### Directions for this task
Identify all lines in the listing that include the word "Debug", and copy them out.

### Material shown
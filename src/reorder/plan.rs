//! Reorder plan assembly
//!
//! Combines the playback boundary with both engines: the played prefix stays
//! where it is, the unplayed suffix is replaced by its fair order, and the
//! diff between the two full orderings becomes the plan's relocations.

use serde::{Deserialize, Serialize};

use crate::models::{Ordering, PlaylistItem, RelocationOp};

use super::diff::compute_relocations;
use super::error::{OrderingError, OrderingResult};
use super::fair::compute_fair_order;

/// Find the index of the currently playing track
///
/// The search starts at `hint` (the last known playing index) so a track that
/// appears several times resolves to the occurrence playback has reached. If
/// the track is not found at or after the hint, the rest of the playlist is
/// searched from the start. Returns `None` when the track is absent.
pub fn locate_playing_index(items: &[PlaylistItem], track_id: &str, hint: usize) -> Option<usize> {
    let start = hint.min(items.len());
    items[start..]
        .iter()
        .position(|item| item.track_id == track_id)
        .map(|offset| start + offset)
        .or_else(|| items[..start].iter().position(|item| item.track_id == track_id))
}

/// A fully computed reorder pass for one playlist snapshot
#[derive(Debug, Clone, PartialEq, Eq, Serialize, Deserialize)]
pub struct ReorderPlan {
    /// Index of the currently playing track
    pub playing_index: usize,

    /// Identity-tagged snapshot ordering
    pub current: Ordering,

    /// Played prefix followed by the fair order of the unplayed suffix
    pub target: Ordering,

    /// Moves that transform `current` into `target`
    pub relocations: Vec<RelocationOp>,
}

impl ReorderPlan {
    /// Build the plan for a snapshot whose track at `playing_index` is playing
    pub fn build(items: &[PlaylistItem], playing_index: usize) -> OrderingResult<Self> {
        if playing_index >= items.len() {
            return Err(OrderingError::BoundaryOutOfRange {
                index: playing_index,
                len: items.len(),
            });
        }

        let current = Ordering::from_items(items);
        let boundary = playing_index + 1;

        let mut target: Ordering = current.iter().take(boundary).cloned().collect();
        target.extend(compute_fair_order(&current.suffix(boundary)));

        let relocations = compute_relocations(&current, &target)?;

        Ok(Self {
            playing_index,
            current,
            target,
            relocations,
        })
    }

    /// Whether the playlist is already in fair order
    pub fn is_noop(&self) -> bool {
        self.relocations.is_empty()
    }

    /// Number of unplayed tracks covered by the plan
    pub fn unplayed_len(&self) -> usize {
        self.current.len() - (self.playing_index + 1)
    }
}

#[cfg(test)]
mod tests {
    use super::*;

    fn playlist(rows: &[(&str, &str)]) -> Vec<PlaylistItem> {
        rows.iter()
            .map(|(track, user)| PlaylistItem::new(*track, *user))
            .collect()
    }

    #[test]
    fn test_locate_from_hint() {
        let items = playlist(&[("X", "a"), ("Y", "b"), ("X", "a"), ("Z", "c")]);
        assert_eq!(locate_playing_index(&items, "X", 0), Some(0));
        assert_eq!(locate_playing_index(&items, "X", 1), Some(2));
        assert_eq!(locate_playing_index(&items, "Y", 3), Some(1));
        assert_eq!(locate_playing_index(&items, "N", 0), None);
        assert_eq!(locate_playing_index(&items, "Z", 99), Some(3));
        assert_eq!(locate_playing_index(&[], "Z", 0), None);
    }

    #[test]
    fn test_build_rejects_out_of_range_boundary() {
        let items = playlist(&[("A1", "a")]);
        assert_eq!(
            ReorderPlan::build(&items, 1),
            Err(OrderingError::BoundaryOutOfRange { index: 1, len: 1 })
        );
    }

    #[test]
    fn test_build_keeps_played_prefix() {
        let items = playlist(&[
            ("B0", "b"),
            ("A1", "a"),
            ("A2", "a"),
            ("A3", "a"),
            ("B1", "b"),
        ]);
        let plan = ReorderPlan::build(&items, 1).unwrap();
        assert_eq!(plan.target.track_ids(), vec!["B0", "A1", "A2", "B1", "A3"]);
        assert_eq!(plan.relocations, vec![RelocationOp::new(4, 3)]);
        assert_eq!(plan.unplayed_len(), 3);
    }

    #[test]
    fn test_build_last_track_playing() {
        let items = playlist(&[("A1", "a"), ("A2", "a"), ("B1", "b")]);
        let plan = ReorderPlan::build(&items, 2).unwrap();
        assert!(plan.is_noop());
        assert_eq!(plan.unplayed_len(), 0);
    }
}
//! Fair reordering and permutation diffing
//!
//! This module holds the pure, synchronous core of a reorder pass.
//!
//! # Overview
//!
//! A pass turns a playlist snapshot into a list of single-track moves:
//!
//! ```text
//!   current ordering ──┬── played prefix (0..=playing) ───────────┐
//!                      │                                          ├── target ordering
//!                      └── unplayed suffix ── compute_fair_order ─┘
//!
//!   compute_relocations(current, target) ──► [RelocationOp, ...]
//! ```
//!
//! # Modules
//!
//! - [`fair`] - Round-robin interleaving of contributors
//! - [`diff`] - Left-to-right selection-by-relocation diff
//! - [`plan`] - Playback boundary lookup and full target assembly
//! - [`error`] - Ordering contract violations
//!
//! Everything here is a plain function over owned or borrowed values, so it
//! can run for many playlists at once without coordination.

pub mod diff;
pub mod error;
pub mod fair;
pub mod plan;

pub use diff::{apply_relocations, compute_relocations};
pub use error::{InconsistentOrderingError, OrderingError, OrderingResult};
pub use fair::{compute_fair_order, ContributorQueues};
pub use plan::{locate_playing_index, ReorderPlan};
---
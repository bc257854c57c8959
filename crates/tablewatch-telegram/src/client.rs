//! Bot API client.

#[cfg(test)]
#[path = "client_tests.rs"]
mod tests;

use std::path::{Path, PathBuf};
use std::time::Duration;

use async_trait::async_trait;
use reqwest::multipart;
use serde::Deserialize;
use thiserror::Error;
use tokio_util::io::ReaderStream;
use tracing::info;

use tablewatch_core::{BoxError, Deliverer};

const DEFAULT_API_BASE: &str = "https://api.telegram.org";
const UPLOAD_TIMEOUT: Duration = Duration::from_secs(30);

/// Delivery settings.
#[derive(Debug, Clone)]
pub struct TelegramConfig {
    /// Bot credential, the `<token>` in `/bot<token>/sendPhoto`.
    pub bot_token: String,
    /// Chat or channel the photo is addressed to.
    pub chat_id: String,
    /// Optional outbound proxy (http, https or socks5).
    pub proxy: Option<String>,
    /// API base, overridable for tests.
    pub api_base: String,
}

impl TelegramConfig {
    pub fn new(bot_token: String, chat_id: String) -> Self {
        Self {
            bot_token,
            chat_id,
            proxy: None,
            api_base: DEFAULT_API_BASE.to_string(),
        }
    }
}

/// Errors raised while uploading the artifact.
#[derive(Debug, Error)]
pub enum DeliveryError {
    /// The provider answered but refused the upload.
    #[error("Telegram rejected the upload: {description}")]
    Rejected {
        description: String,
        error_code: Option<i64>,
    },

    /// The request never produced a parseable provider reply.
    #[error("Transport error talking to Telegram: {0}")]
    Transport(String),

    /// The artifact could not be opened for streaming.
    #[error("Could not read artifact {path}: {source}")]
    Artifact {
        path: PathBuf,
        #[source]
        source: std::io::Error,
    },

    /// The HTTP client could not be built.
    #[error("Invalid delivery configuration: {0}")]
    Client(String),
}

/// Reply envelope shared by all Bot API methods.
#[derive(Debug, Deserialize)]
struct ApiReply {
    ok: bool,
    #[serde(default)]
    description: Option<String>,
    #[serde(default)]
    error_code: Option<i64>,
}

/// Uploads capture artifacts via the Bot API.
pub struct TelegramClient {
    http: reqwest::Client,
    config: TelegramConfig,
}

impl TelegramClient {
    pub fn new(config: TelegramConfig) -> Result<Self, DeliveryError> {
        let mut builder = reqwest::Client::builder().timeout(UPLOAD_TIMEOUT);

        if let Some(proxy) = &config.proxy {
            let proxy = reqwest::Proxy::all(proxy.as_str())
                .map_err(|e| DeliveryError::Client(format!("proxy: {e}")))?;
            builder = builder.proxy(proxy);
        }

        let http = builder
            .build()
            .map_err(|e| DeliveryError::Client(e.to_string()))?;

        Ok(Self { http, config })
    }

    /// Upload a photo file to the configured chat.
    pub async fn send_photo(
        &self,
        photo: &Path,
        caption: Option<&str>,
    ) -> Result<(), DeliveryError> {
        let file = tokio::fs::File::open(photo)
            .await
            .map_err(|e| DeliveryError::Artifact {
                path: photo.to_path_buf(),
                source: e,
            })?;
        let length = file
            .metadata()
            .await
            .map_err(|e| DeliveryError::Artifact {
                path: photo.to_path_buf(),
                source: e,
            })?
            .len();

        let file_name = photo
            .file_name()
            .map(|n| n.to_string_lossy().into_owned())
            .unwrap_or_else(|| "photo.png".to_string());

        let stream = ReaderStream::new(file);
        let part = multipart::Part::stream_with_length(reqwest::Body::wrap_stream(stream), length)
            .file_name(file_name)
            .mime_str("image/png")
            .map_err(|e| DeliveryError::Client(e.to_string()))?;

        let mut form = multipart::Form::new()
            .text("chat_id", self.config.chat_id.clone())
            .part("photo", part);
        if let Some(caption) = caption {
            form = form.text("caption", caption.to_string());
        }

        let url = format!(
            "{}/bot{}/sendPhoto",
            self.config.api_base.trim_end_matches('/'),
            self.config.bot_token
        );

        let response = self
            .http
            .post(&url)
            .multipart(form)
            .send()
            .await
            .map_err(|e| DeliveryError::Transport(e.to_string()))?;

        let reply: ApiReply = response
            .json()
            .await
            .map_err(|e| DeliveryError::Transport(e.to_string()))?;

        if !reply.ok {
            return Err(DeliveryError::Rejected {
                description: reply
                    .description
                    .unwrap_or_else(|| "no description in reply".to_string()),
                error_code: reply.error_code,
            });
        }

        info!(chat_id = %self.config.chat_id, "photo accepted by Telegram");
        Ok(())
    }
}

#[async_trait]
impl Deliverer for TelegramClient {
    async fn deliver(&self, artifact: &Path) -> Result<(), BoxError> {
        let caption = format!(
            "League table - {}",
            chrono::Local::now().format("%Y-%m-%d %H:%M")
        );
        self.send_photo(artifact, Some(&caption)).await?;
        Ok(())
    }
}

### Solution to this exercise
#[derive(Debug, Clone, PartialEq, Eq, Serialize, Deserialize)]
#[derive(Debug, Clone)]
#[derive(Debug, Error)]
#[derive(Debug, Deserialize)]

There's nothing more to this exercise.